CMST 14578: Media Technologies
Katherine Buse

This course offers tools for understanding and theorizing media by attending to technology. Students will learn to think about the materiality of media, asking how media technologies—such as television, the mp3 format, or a mobile phone app—influence the contents or meanings they transmit, as well as the ways in which discourses and practices shape the nature of media and its technical infrastructures. What forms have culture and knowledge taken as the emergence of new media has reconfigured lived experience, social life, and power relations? We will consider the ways in which technology extends beyond the realm of machinery—how practices, regulations, beliefs and environments become part of the systematic deployment of media from content moderation to the cooling of servers. Examples of media discussed in class will include student-curated collections of social media content, videogames and television by French creators, and even infrastructural systems, including a failed project to create an automated train system in Paris.

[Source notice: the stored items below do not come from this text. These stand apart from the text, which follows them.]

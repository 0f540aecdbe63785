//! Bounded exponential backoff shared by both queue backends.

use std::time::Duration;

use crate::config::QueueConfig;

/// Retry bounds applied to every job.
#[derive(Debug, Clone, PartialEq, Eq)]
pub struct RetryPolicy {
    /// Handler invocations allowed per job, including the first
    pub max_attempts: u32,
    /// Delay before the first retry
    pub base: Duration,
    /// Upper bound on any single delay
    pub cap: Duration,
}

impl Default for RetryPolicy {
    fn default() -> Self {
        Self {
            max_attempts: 3,
            base: Duration::from_secs(1),
            cap: Duration::from_secs(60),
        }
    }
}

impl RetryPolicy {
    pub fn new(max_attempts: u32, base: Duration, cap: Duration) -> Self {
        Self {
            max_attempts,
            base,
            cap,
        }
    }

    pub fn from_config(config: &QueueConfig) -> Self {
        Self::new(config.max_attempts, config.backoff_base(), config.backoff_cap())
    }

    /// No delay between attempts; used by tests and one-shot drains
    pub fn immediate(max_attempts: u32) -> Self {
        Self::new(max_attempts, Duration::ZERO, Duration::ZERO)
    }

    /// Delay after the `retry`-th failure (zero-based): `min(cap, base * 2^retry)`.
    pub fn backoff(&self, retry: u32) -> Duration {
        // 2^16 seconds is far past any sane cap
        let factor = 2u32.pow(retry.min(16));
        self.base.saturating_mul(factor).min(self.cap)
    }
}
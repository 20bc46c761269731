//! Loading overlay helper
//!
//! All operations are fire-and-forget DOM mutations: a missing overlay,
//! message or progress element turns the call into a no-op.

use crate::config::OverlayConfig;
use crate::dom::{element_by_id, query, query_in, set_style};

#[derive(Debug, Clone, Default)]
pub struct LoadingOverlay {
    config: OverlayConfig,
}

impl LoadingOverlay {
    pub const fn new(config: OverlayConfig) -> Self {
        Self { config }
    }

    /// Show the overlay with `message`, or the default message
    pub fn show(&self, message: Option<&str>) {
        if let Some(overlay) = element_by_id(&self.config.overlay_id) {
            let _ = overlay.class_list().add_1(&self.config.visible_class);
            if let Some(msg_el) = query_in(&overlay, &self.config.message_selector) {
                let message = message.unwrap_or(&self.config.default_message);
                msg_el.set_text_content(Some(message));
            }
        }
    }

    pub fn hide(&self) {
        if let Some(overlay) = element_by_id(&self.config.overlay_id) {
            let _ = overlay.class_list().remove_1(&self.config.visible_class);
        }
    }

    /// Set the progress bar width to `percent`
    pub fn set_progress(&self, percent: f64) {
        if let Some(bar) = query(&self.config.progress_selector) {
            set_style(&bar, "width", &progress_width(percent));
        }
    }

    pub fn set_message(&self, message: &str) {
        if let Some(msg_el) = query(&self.config.message_selector) {
            msg_el.set_text_content(Some(message));
        }
    }
}

/// CSS width for a progress value; the value is passed through unclamped
fn progress_width(percent: f64) -> String {
    format!("{percent}%")
}

#[cfg(test)]
mod tests {
    use super::*;

    #[test]
    fn test_progress_width_integral() {
        assert_eq!(progress_width(40.0), "40%");
    }

    #[test]
    fn test_progress_width_fractional() {
        assert_eq!(progress_width(12.5), "12.5%");
    }
}
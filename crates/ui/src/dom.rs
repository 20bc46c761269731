//! Null-safe DOM helpers
//!
//! Every lookup returns `Option`; a missing element is never an error.

use wasm_bindgen::prelude::*;
use wasm_bindgen::JsCast;
use web_sys::{window, Document, Element, HtmlElement};

/// Get document helper
pub fn get_document() -> Option<Document> {
    window().and_then(|w| w.document())
}

/// Look up an element by id
pub fn element_by_id(id: &str) -> Option<Element> {
    get_document()?.get_element_by_id(id)
}

/// First element found among `ids`, in order
pub fn first_element_by_id<S: AsRef<str>>(ids: &[S]) -> Option<Element> {
    let doc = get_document()?;
    ids.iter().find_map(|id| doc.get_element_by_id(id.as_ref()))
}

/// First match of `selector` in the whole document
pub fn query(selector: &str) -> Option<Element> {
    get_document()?.query_selector(selector).ok().flatten()
}

/// First match of `selector` below `parent`
pub fn query_in(parent: &Element, selector: &str) -> Option<Element> {
    parent.query_selector(selector).ok().flatten()
}

/// Set an inline style property, ignoring elements that are not `HtmlElement`
pub fn set_style(el: &Element, property: &str, value: &str) {
    if let Some(html_el) = el.dyn_ref::<HtmlElement>() {
        let _ = html_el.style().set_property(property, value);
    }
}

/// Client size of `el` in CSS pixels, zero while hidden
pub fn client_size(el: &Element) -> (f64, f64) {
    (f64::from(el.client_width()), f64::from(el.client_height()))
}

/// Substitute `default` for each dimension that is zero or not finite
pub fn size_or_default(width: f64, height: f64, default: f64) -> (f64, f64) {
    let pick = |v: f64| if v.is_finite() && v > 0.0 { v } else { default };
    (pick(width), pick(height))
}

/// `document.readyState` value before the DOM is parsed
fn is_loading(ready_state: &str) -> bool {
    ready_state == "loading"
}

/// Run `f` once the DOM is parsed: now if already past `loading`,
/// otherwise on `DOMContentLoaded`
pub fn on_dom_ready(f: impl FnOnce() + 'static) -> Result<(), JsValue> {
    let doc = get_document().ok_or("No document")?;
    if is_loading(&doc.ready_state()) {
        let cb = Closure::once(Box::new(f) as Box<dyn FnOnce()>);
        doc.add_event_listener_with_callback("DOMContentLoaded", cb.as_ref().unchecked_ref())?;
        cb.forget();
    } else {
        f();
    }
    Ok(())
}
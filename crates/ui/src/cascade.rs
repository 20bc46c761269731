//! Department -> subject cascade controller
//!
//! Pure state machine, no DOM. Every department change is assigned a
//! strictly increasing [`RequestToken`]; only the completion carrying the
//! latest token is applied, so a slow response for an older selection can
//! never overwrite options for a newer one.

use exam_portal_protocol::{subjects_url, Subject, SubjectsResponse};

use crate::error::UiError;

/// Sequence number of a cascade request
#[derive(Debug, Clone, Copy, PartialEq, Eq, PartialOrd, Ord, Hash)]
pub struct RequestToken(pub u64);

/// Controller state
#[derive(Debug, Clone, Copy, PartialEq, Eq)]
pub enum CascadeState {
    Idle,
    Awaiting(RequestToken),
}

/// What the caller must do after a department change
#[derive(Debug, Clone, PartialEq, Eq)]
pub enum CascadeAction {
    /// Reset the dependent control, no request
    Clear,
    /// Issue a GET to `url` and report back with `token`
    Fetch { token: RequestToken, url: String },
}

/// One `<option>` of the dependent control
#[derive(Debug, Clone, PartialEq, Eq)]
pub struct SubjectOption {
    pub value: String,
    pub label: String,
}

impl SubjectOption {
    pub fn placeholder(label: &str) -> Self {
        Self {
            value: String::new(),
            label: label.to_string(),
        }
    }
}

impl From<&Subject> for SubjectOption {
    fn from(subject: &Subject) -> Self {
        Self {
            value: subject.id.to_string(),
            label: subject.label(),
        }
    }
}

/// What the dependent control should show
#[derive(Debug, Clone, PartialEq, Eq)]
pub enum SubjectView {
    /// Placeholder only
    Placeholder,
    /// Placeholder followed by these subjects
    Populated(Vec<Subject>),
}

impl SubjectView {
    /// Full option list including the leading placeholder
    pub fn options(&self, placeholder: &str) -> Vec<SubjectOption> {
        let mut options = vec![SubjectOption::placeholder(placeholder)];
        if let Self::Populated(subjects) = self {
            options.extend(subjects.iter().map(SubjectOption::from));
        }
        options
    }

    /// Subjects to list, empty for the placeholder view
    pub fn subjects(&self) -> &[Subject] {
        match self {
            Self::Placeholder => &[],
            Self::Populated(subjects) => subjects,
        }
    }
}

/// Cascade controller for one department/subject pair
#[derive(Debug)]
pub struct SubjectCascade {
    endpoint: String,
    next_token: u64,
    state: CascadeState,
}

impl SubjectCascade {
    pub fn new(endpoint: impl Into<String>) -> Self {
        Self {
            endpoint: endpoint.into(),
            next_token: 0,
            state: CascadeState::Idle,
        }
    }

    pub const fn state(&self) -> CascadeState {
        self.state
    }

    /// Latest token handed out, if any
    pub const fn latest(&self) -> Option<RequestToken> {
        match self.next_token {
            0 => None,
            n => Some(RequestToken(n - 1)),
        }
    }

    /// Handle a department change
    ///
    /// An empty code clears synchronously. The token counter still
    /// advances so a response still in flight is treated as stale.
    pub fn begin(&mut self, department_code: &str) -> CascadeAction {
        let token = RequestToken(self.next_token);
        self.next_token += 1;

        if department_code.is_empty() {
            self.state = CascadeState::Idle;
            return CascadeAction::Clear;
        }

        self.state = CascadeState::Awaiting(token);
        CascadeAction::Fetch {
            token,
            url: subjects_url(&self.endpoint, department_code),
        }
    }

    /// Handle a request completion
    ///
    /// Returns `None` for stale tokens; the caller must leave the DOM alone.
    pub fn complete(
        &mut self,
        token: RequestToken,
        outcome: Result<SubjectsResponse, UiError>,
    ) -> Option<SubjectView> {
        if self.state != CascadeState::Awaiting(token) {
            tracing::debug!(token = token.0, latest = ?self.latest(), "Discarding stale subjects response");
            return None;
        }
        self.state = CascadeState::Idle;

        let view = match outcome {
            Ok(resp) if resp.success => SubjectView::Populated(resp.subjects),
            Ok(resp) => {
                tracing::error!(error = resp.error_message(), "Subjects request failed");
                SubjectView::Placeholder
            }
            Err(e) => {
                tracing::error!(error = %e, "Fetch error");
                SubjectView::Placeholder
            }
        };
        Some(view)
    }
}
use serde::de::Error as _;
use serde::{Deserialize, Serialize};

/// A subject as returned by the endpoint
#[derive(Debug, Clone, PartialEq, Eq, Serialize, Deserialize)]
pub struct Subject {
    pub id: i64,
    pub code: String,
    pub name: String,
}

impl Subject {
    /// Display label, `"<code> - <name>"`
    pub fn label(&self) -> String {
        format!("{} - {}", self.code, self.name)
    }
}

/// Body of a subjects-by-department response
///
/// Success bodies are `{success: true, subjects: [...]}`. Failure bodies are
/// `{success: false, error}` or, for 4xx/5xx, just `{error}`, so both
/// `success` and `subjects` default when absent.
#[derive(Debug, Clone, Default, PartialEq, Eq, Serialize, Deserialize)]
pub struct SubjectsResponse {
    #[serde(default)]
    pub success: bool,
    #[serde(default, skip_serializing_if = "Vec::is_empty")]
    pub subjects: Vec<Subject>,
    #[serde(default, skip_serializing_if = "Option::is_none")]
    pub error: Option<String>,
}

impl SubjectsResponse {
    /// Successful response carrying `subjects`
    pub const fn ok(subjects: Vec<Subject>) -> Self {
        Self {
            success: true,
            subjects,
            error: None,
        }
    }

    /// Failed response carrying an error message
    pub fn failure(error: impl Into<String>) -> Self {
        Self {
            success: false,
            subjects: Vec::new(),
            error: Some(error.into()),
        }
    }

    /// Decode a response body, which must be a JSON object
    ///
    /// Derived `Deserialize` would also take a sequence, and with every
    /// field defaulted `[]` would decode as an empty response.
    pub fn from_json(body: &str) -> serde_json::Result<Self> {
        let value: serde_json::Value = serde_json::from_str(body)?;
        if !value.is_object() {
            return Err(serde_json::Error::custom("subjects response is not a JSON object"));
        }
        serde_json::from_value(value)
    }

    /// Error message for logging, with a fallback when the server sent none
    pub fn error_message(&self) -> &str {
        self.error.as_deref().unwrap_or("unknown error")
    }
}

#[cfg(test)]
mod tests {
    use super::*;

    #[test]
    fn test_label_format() {
        let s = Subject {
            id: 7,
            code: "CS101".into(),
            name: "Programming".into(),
        };
        assert_eq!(s.label(), "CS101 - Programming");
    }

    #[test]
    fn test_missing_fields_default() {
        let resp = SubjectsResponse::from_json(r#"{"error": "Department not found"}"#).unwrap();
        assert!(!resp.success);
        assert!(resp.subjects.is_empty());
        assert_eq!(resp.error_message(), "Department not found");
    }

    #[test]
    fn test_error_message_fallback() {
        let resp = SubjectsResponse::from_json(r#"{"success": false}"#).unwrap();
        assert_eq!(resp.error_message(), "unknown error");
    }

    #[test]
    fn test_failure_omits_subjects() {
        let json = serde_json::to_value(SubjectsResponse::failure("x")).unwrap();
        assert_eq!(json["success"], false);
        assert_eq!(json["error"], "x");
        assert!(json.get("subjects").is_none());
    }

    #[test]
    fn test_sequence_body_rejected() {
        assert!(SubjectsResponse::from_json("[]").is_err());
        assert!(SubjectsResponse::from_json(r#"[true, [{"id": 1, "code": "A", "name": "B"}]]"#).is_err());
        assert!(SubjectsResponse::from_json("null").is_err());
    }
}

CMST 14503: Cinema in Theory and Practice
Maria Belodubrovskaya

This course looks at film theory through the lens of film practice. Readings, screenings, and exercises focus on fundamental cinematic parameters and their complex practical uses. We look at several masterpieces of French cinema to compare film theory to film practice, read testimonies from filmmakers, and develop sophisticated skills of film appreciation, critique, and analysis.  

CMST 14505: Visual Style in Still and Moving Images

Thomas Lamarre

The aim of this course is first to introduce students to the world of French-language animation and comics (BD or bandes dessinées) by providing a historical overview of both forms. In addition, the course provides an alternative genealogy of cinema by exploring how common techniques and elements of style have emerged through ongoing processes of adaptation, coproduction, and intercommunication between still and moving images, between comics and animation. Screenings will highlight animated films inspired by popular BD as well as films directed by “bédéistes” who have moved into the world of animation production. The final unit will consider how French comics and animation in recent years have repurposed Japanese manga and anime techniques and styles, rather swiftly and resourcefully.